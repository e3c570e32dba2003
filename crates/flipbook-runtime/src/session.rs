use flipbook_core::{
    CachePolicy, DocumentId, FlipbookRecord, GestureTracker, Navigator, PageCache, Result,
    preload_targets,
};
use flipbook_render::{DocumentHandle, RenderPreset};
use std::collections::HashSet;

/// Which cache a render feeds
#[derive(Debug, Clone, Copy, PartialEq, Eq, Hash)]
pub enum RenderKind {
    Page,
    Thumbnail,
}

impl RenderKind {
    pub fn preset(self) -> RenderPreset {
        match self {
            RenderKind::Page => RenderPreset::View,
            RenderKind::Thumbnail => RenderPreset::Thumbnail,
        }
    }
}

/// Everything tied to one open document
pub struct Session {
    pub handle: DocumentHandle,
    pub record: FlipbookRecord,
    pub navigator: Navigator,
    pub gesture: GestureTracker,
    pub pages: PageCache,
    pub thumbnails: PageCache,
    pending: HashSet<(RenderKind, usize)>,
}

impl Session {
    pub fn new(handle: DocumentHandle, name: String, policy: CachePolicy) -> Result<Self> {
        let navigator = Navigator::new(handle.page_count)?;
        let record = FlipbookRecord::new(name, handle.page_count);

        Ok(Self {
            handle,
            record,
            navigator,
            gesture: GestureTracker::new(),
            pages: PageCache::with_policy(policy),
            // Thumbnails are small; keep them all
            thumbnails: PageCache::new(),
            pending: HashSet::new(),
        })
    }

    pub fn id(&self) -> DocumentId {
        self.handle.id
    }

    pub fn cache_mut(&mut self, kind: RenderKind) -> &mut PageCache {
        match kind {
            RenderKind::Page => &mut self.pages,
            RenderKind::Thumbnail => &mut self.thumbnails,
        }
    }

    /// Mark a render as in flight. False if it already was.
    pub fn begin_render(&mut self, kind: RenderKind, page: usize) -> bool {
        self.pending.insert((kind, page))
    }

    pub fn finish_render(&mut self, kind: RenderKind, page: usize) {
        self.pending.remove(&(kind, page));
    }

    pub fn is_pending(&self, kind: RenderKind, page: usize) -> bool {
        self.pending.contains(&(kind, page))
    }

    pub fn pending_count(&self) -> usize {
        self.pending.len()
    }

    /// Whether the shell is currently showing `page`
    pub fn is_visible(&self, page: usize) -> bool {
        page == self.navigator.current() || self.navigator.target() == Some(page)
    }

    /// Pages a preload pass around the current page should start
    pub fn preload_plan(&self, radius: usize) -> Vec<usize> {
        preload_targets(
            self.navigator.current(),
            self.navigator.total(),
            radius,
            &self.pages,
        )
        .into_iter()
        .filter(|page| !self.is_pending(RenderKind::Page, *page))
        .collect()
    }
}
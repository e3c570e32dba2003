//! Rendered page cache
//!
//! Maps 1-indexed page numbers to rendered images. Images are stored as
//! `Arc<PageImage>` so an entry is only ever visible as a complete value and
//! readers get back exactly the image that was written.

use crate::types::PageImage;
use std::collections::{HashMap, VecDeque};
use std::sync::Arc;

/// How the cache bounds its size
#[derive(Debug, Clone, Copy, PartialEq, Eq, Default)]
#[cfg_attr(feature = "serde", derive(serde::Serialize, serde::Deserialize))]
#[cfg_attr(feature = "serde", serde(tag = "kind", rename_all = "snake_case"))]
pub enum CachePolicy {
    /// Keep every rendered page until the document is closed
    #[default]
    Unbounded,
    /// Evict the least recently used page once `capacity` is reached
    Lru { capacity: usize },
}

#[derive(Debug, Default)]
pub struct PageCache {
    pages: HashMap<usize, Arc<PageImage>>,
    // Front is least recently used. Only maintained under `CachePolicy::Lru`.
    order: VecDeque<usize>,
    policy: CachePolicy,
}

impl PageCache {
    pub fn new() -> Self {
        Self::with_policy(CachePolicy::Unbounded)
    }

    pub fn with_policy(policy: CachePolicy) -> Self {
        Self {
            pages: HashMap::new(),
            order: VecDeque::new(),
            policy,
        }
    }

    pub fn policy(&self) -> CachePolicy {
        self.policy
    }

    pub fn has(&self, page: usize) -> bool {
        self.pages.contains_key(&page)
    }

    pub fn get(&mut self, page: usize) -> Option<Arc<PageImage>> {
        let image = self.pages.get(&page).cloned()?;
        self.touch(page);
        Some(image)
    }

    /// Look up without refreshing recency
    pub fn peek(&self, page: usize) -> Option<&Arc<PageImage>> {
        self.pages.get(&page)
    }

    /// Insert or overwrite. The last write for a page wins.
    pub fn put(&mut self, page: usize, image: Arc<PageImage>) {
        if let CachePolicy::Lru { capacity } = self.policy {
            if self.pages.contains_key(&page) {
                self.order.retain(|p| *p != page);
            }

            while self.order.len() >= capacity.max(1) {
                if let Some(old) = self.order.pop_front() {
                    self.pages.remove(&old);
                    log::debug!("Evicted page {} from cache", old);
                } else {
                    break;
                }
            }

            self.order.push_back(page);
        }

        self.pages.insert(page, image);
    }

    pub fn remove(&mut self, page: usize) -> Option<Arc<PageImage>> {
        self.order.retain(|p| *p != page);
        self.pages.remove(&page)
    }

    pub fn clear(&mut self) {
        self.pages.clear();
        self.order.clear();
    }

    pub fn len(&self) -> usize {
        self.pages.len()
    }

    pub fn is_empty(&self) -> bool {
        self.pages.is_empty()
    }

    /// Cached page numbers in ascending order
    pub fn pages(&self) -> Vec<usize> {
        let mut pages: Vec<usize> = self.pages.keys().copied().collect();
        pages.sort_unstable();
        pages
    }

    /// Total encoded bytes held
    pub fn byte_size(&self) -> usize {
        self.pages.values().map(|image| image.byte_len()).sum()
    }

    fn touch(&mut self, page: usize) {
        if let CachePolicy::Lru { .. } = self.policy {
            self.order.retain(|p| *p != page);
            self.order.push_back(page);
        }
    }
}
· · · · ·
Give the full listing above again, exactly as it was presented.

→ EXERCISE ANSWER:
repository e3c570e32dba2003
filename crates/flipbook-runtime/src/session.rs
use flipbook_core::{
    CachePolicy, DocumentId, FlipbookRecord, GestureTracker, Navigator, PageCache, Result,
    preload_targets,
};
use flipbook_render::{DocumentHandle, RenderPreset};
use std::collections::HashSet;

/// Which cache a render feeds
#[derive(Debug, Clone, Copy, PartialEq, Eq, Hash)]
pub enum RenderKind {
    Page,
    Thumbnail,
}

impl RenderKind {
    pub fn preset(self) -> RenderPreset {
        match self {
            RenderKind::Page => RenderPreset::View,
            RenderKind::Thumbnail => RenderPreset::Thumbnail,
        }
    }
}

/// Everything tied to one open document
pub struct Session {
    pub handle: DocumentHandle,
    pub record: FlipbookRecord,
    pub navigator: Navigator,
    pub gesture: GestureTracker,
    pub pages: PageCache,
    pub thumbnails: PageCache,
    pending: HashSet<(RenderKind, usize)>,
}

impl Session {
    pub fn new(handle: DocumentHandle, name: String, policy: CachePolicy) -> Result<Self> {
        let navigator = Navigator::new(handle.page_count)?;
        let record = FlipbookRecord::new(name, handle.page_count);

        Ok(Self {
            handle,
            record,
            navigator,
            gesture: GestureTracker::new(),
            pages: PageCache::with_policy(policy),
            // Thumbnails are small; keep them all
            thumbnails: PageCache::new(),
            pending: HashSet::new(),
        })
    }

    pub fn id(&self) -> DocumentId {
        self.handle.id
    }

    pub fn cache_mut(&mut self, kind: RenderKind) -> &mut PageCache {
        match kind {
            RenderKind::Page => &mut self.pages,
            RenderKind::Thumbnail => &mut self.thumbnails,
        }
    }

    /// Mark a render as in flight. False if it already was.
    pub fn begin_render(&mut self, kind: RenderKind, page: usize) -> bool {
        self.pending.insert((kind, page))
    }

    pub fn finish_render(&mut self, kind: RenderKind, page: usize) {
        self.pending.remove(&(kind, page));
    }

    pub fn is_pending(&self, kind: RenderKind, page: usize) -> bool {
        self.pending.contains(&(kind, page))
    }

    pub fn pending_count(&self) -> usize {
        self.pending.len()
    }

    /// Whether the shell is currently showing `page`
    pub fn is_visible(&self, page: usize) -> bool {
        page == self.navigator.current() || self.navigator.target() == Some(page)
    }

    /// Pages a preload pass around the current page should start
    pub fn preload_plan(&self, radius: usize) -> Vec<usize> {
        preload_targets(
            self.navigator.current(),
            self.navigator.total(),
            radius,
            &self.pages,
        )
        .into_iter()
        .filter(|page| !self.is_pending(RenderKind::Page, *page))
        .collect()
    }
}
repository e3c570e32dba2003
//! Rendered page cache
//!
//! Maps 1-indexed page numbers to rendered images. Images are stored as
//! `Arc<PageImage>` so an entry is only ever visible as a complete value and
//! readers get back exactly the image that was written.

use crate::types::PageImage;
use std::collections::{HashMap, VecDeque};
use std::sync::Arc;

/// How the cache bounds its size
#[derive(Debug, Clone, Copy, PartialEq, Eq, Default)]
#[cfg_attr(feature = "serde", derive(serde::Serialize, serde::Deserialize))]
#[cfg_attr(feature = "serde", serde(tag = "kind", rename_all = "snake_case"))]
pub enum CachePolicy {
    /// Keep every rendered page until the document is closed
    #[default]
    Unbounded,
    /// Evict the least recently used page once `capacity` is reached
    Lru { capacity: usize },
}

#[derive(Debug, Default)]
pub struct PageCache {
    pages: HashMap<usize, Arc<PageImage>>,
    // Front is least recently used. Only maintained under `CachePolicy::Lru`.
    order: VecDeque<usize>,
    policy: CachePolicy,
}

impl PageCache {
    pub fn new() -> Self {
        Self::with_policy(CachePolicy::Unbounded)
    }

    pub fn with_policy(policy: CachePolicy) -> Self {
        Self {
            pages: HashMap::new(),
            order: VecDeque::new(),
            policy,
        }
    }

    pub fn policy(&self) -> CachePolicy {
        self.policy
    }

    pub fn has(&self, page: usize) -> bool {
        self.pages.contains_key(&page)
    }

    pub fn get(&mut self, page: usize) -> Option<Arc<PageImage>> {
        let image = self.pages.get(&page).cloned()?;
        self.touch(page);
        Some(image)
    }

    /// Look up without refreshing recency
    pub fn peek(&self, page: usize) -> Option<&Arc<PageImage>> {
        self.pages.get(&page)
    }

    /// Insert or overwrite. The last write for a page wins.
    pub fn put(&mut self, page: usize, image: Arc<PageImage>) {
        if let CachePolicy::Lru { capacity } = self.policy {
            if self.pages.contains_key(&page) {
                self.order.retain(|p| *p != page);
            }

            while self.order.len() >= capacity.max(1) {
                if let Some(old) = self.order.pop_front() {
                    self.pages.remove(&old);
                    log::debug!("Evicted page {} from cache", old);
                } else {
                    break;
                }
            }

            self.order.push_back(page);
        }

        self.pages.insert(page, image);
    }

    pub fn remove(&mut self, page: usize) -> Option<Arc<PageImage>> {
        self.order.retain(|p| *p != page);
        self.pages.remove(&page)
    }

    pub fn clear(&mut self) {
        self.pages.clear();
        self.order.clear();
    }

    pub fn len(&self) -> usize {
        self.pages.len()
    }

    pub fn is_empty(&self) -> bool {
        self.pages.is_empty()
    }

    /// Cached page numbers in ascending order
    pub fn pages(&self) -> Vec<usize> {
        let mut pages: Vec<usize> = self.pages.keys().copied().collect();
        pages.sort_unstable();
        pages
    }

    /// Total encoded bytes held
    pub fn byte_size(&self) -> usize {
        self.pages.values().map(|image| image.byte_len()).sum()
    }

    fn touch(&mut self, page: usize) {
        if let CachePolicy::Lru { .. } = self.policy {
            self.order.retain(|p| *p != page);
            self.order.push_back(page);
        }
    }
}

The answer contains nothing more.